President Donald Trump is considering an executive order in the new year to declare a national emergency that would bar US companies from using telecommunications equipment made by China's Huawei and ZTE, three sources familiar with the situation told Reuters.
It would be the latest step by the Trump administration to cut Huawei Technologies Cos Ltd and ZTE Corp, two of China's biggest network equipment companies, out of the US market.
Huawei is the world's largest telecom equipment maker and the second largest smartphone seller.
The United States says the companies work at the behest of the Chinese government and that their equipment could be used to spy on Americans.
Huawei and ZTE did not return requests for comment. Both in the past have denied that their products are used to spy.
Earlier this year, Huawei came under international pressure after the United States and its allies, including Australia and New Zealand, started barring its equipment on concerns they could enable spying by China. Huawei has repeatedly insisted Beijing has no influence over it.
The executive order, which has been under consideration for more than eight months, could be issued as early as January and would direct the Commerce Department to block US companies from buying equipment from foreign telecommunications makers that pose significant national security risks, sources from the telecoms industry and the administration said.
While the order is unlikely to name Huawei or ZTE, a source said it is expected that Commerce officials would interpret it as authorisation to limit the spread of equipment made by the two companies. The sources said the text for the order has not been finalised.
The United States and China are locked in a trade war that has disrupted the flow of hundreds of billions of dollars of goods.
The executive order would invoke the International Emergency Economic Powers Act, a law that gives the president the authority to regulate commerce in response to a national emergency that threatens the United States.
The issue has new urgency as US wireless carriers look for partners as they prepare to adopt next generation 5G wireless networks.
In August, Mr Trump signed a bill that barred the US government itself from using Huawei and ZTE equipment.
A White House official said the United States was "working across government and with our allies and like-minded partners to mitigate risk in the deployment of 5G and other communications infrastructure," but stated that the White House had nothing further to announce.

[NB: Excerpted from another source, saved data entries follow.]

// SPDX-License-Identifier: AGPL-3.0-or-later
//
// Copyright (C) 2026 Relational Network

//! Opaque ciphertext storage.
//!
//! Small payloads are kept inline in the database, everything else goes to
//! the blob store. Callers only ever see a [`StorageRef`]; the reference kind
//! decides which backend serves it.
//!
//! Every operation is bounded by the configured storage timeout.

use std::future::Future;
use std::io::Cursor;
use std::sync::Arc;
use std::time::Duration;

use chrono::Utc;
use tokio::io::{AsyncRead, AsyncReadExt};
use uuid::Uuid;

use super::blob::{BlobMeta, BlobStore};
use super::database::SubmissionDatabase;
use super::{StorageError, StorageRef, StorageResult};

/// Default inline threshold (64 KiB).
pub const DEFAULT_INLINE_THRESHOLD: usize = 64 * 1024;

/// Default timeout for a single storage operation.
pub const DEFAULT_STORAGE_TIMEOUT: Duration = Duration::from_secs(30);

/// Inline ciphertext staged for the record's creating transaction.
#[derive(Debug, Clone)]
pub struct PendingInline {
    pub id: Uuid,
    pub ciphertext: Vec<u8>,
}

/// A readable ciphertext stream with its total length.
pub struct ContentStream {
    pub length: u64,
    pub reader: Box<dyn AsyncRead + Send + Unpin>,
}

impl std::fmt::Debug for ContentStream {
    fn fmt(&self, f: &mut std::fmt::Formatter<'_>) -> std::fmt::Result {
        f.debug_struct("ContentStream").field("length", &self.length).finish()
    }
}

/// Stores and retrieves ciphertext by opaque reference.
#[derive(Clone)]
pub struct ContentStore {
    db: Arc<SubmissionDatabase>,
    blobs: BlobStore,
    timeout: Duration,
    inline_threshold: usize,
}

impl ContentStore {
    pub fn new(
        db: Arc<SubmissionDatabase>,
        blobs: BlobStore,
        timeout: Duration,
        inline_threshold: usize,
    ) -> Self {
        Self {
            db,
            blobs,
            timeout,
            inline_threshold,
        }
    }

    pub fn blobs(&self) -> &BlobStore {
        &self.blobs
    }

    /// Bound applied to each storage operation.
    pub fn timeout(&self) -> Duration {
        self.timeout
    }

    /// Whether a payload of `len` bytes should be stored inline.
    pub fn fits_inline(&self, len: usize) -> bool {
        len < self.inline_threshold
    }

    /// Reserve an inline reference without writing anything yet. The
    /// ciphertext is committed with the record in one transaction.
    pub fn stage_inline(&self, ciphertext: Vec<u8>) -> (StorageRef, PendingInline) {
        let reference = StorageRef::new_inline();
        let pending = PendingInline {
            id: reference.id(),
            ciphertext,
        };
        (reference, pending)
    }

    /// Store a small payload inline, outside of any record transaction.
    pub async fn store_inline(&self, ciphertext: Vec<u8>) -> StorageResult<StorageRef> {
        let reference = StorageRef::new_inline();
        let id = reference.id();
        self.blocking("store inline", move |db| db.put_inline(&id, &ciphertext))
            .await?;
        Ok(reference)
    }

    /// Stream a payload into the blob store under a fresh reference.
    pub async fn store_blob(
        &self,
        ciphertext: Vec<u8>,
        filename: &str,
        content_type: &str,
    ) -> StorageResult<StorageRef> {
        let reference = StorageRef::new_blob();
        self.write_blob(&reference, ciphertext, filename, content_type)
            .await?;
        Ok(reference)
    }

    /// Stream a payload into the blob store under a reference the caller
    /// reserved with [`StorageRef::new_blob`].
    ///
    /// On failure nothing is left behind under `reference`; deleting it is
    /// still safe.
    pub async fn write_blob(
        &self,
        reference: &StorageRef,
        ciphertext: Vec<u8>,
        filename: &str,
        content_type: &str,
    ) -> StorageResult<()> {
        let StorageRef::Blob(id) = *reference else {
            return Err(StorageError::InvalidReference(reference.to_string()));
        };
        let meta = BlobMeta {
            filename: filename.to_string(),
            content_type: content_type.to_string(),
            length: ciphertext.len() as u64,
            created_at: Utc::now(),
        };
        self.bounded("store blob", self.blobs.write(&id, ciphertext, &meta))
            .await
    }

    /// Fetch inline ciphertext. Blob references are rejected.
    pub async fn fetch_inline(&self, reference: &StorageRef) -> StorageResult<Vec<u8>> {
        let StorageRef::Inline(id) = *reference else {
            return Err(StorageError::InvalidReference(reference.to_string()));
        };
        self.blocking("fetch inline", move |db| db.get_inline(&id))
            .await?
            .ok_or_else(|| StorageError::NotFound(format!("inline {id}")))
    }

    /// Open a reader over the ciphertext behind any reference.
    pub async fn open_read_stream(&self, reference: &StorageRef) -> StorageResult<ContentStream> {
        match *reference {
            StorageRef::Inline(_) => {
                let bytes = self.fetch_inline(reference).await?;
                Ok(ContentStream {
                    length: bytes.len() as u64,
                    reader: Box::new(Cursor::new(bytes)),
                })
            }
            StorageRef::Blob(id) => {
                let blob = self.bounded("open blob", self.blobs.open(&id)).await?;
                Ok(ContentStream {
                    length: blob.meta.length,
                    reader: Box::new(blob.reader),
                })
            }
        }
    }

    /// Read the full ciphertext behind a reference.
    pub async fn read_all(&self, reference: &StorageRef) -> StorageResult<Vec<u8>> {
        if reference.is_inline() {
            return self.fetch_inline(reference).await;
        }
        let mut stream = self.open_read_stream(reference).await?;
        let capacity = usize::try_from(stream.length).unwrap_or(0);
        self.bounded("read blob", async move {
            let mut buf = Vec::with_capacity(capacity);
            stream.reader.read_to_end(&mut buf).await?;
            Ok(buf)
        })
        .await
    }

    /// Delete the ciphertext behind a reference. Deleting twice succeeds.
    pub async fn delete_ref(&self, reference: &StorageRef) -> StorageResult<()> {
        match *reference {
            StorageRef::Inline(id) => {
                self.blocking("delete inline", move |db| db.delete_inline(&id))
                    .await?;
                Ok(())
            }
            StorageRef::Blob(id) => self.bounded("delete blob", self.blobs.delete(&id)).await,
        }
    }

    pub async fn health_check(&self) -> StorageResult<()> {
        self.bounded("health check", self.blobs.health_check()).await
    }

    async fn bounded<T>(
        &self,
        operation: &'static str,
        fut: impl Future<Output = StorageResult<T>>,
    ) -> StorageResult<T> {
        tokio::time::timeout(self.timeout, fut)
            .await
            .map_err(|_| StorageError::Timeout(operation))?
    }

    async fn blocking<T, F>(&self, operation: &'static str, f: F) -> StorageResult<T>
    where
        T: Send + 'static,
        F: FnOnce(&SubmissionDatabase) -> StorageResult<T> + Send + 'static,
    {
        let db = Arc::clone(&self.db);
        self.bounded(operation, async move {
            tokio::task::spawn_blocking(move || f(db.as_ref()))
                .await
                .map_err(|e| StorageError::Task(e.to_string()))?
        })
        .await
    }
}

The Wall Street Journal first reported in May that the order was under consideration, but it was never issued.
China's Foreign Ministry Spokeswoman Hua Chunying said that she did not want to comment on the order as it had not been officially confirmed.
"It's best to let facts speak for themselves when it comes to security problems," Ms Hua said.
"Some countries have, without any evidence, and making use of national security, tacitly assumed crimes to politicize, and even obstruct and restrict, normal technology exchange activities," she said.
"This in reality is undoubtedly shutting oneself off, rather than being the door to openness, progress and fairness."
In his new year's address to employees, Huawei's rotating chairman Guo Ping said the firm has secured 26 5G contracts and expects its smartphone shipments for 2018 to surpass 200 million units.
The company flagged earlier this month that annual revenue is expected to exceed $US100 billion for the first time and that it had secured more than 25 commercial 5G contracts, making it the largest 5G vendor in the world.
In August, Huawei forecast smartphone shipments exceeding 200 million for the year.
The company's chief financial officer Sabrina Meng, who is also the daughter of founder Ren Zhengfei, was arrested and released on bail in Canada earlier this month as the US alleged she defrauded banks with Iran-related transactions.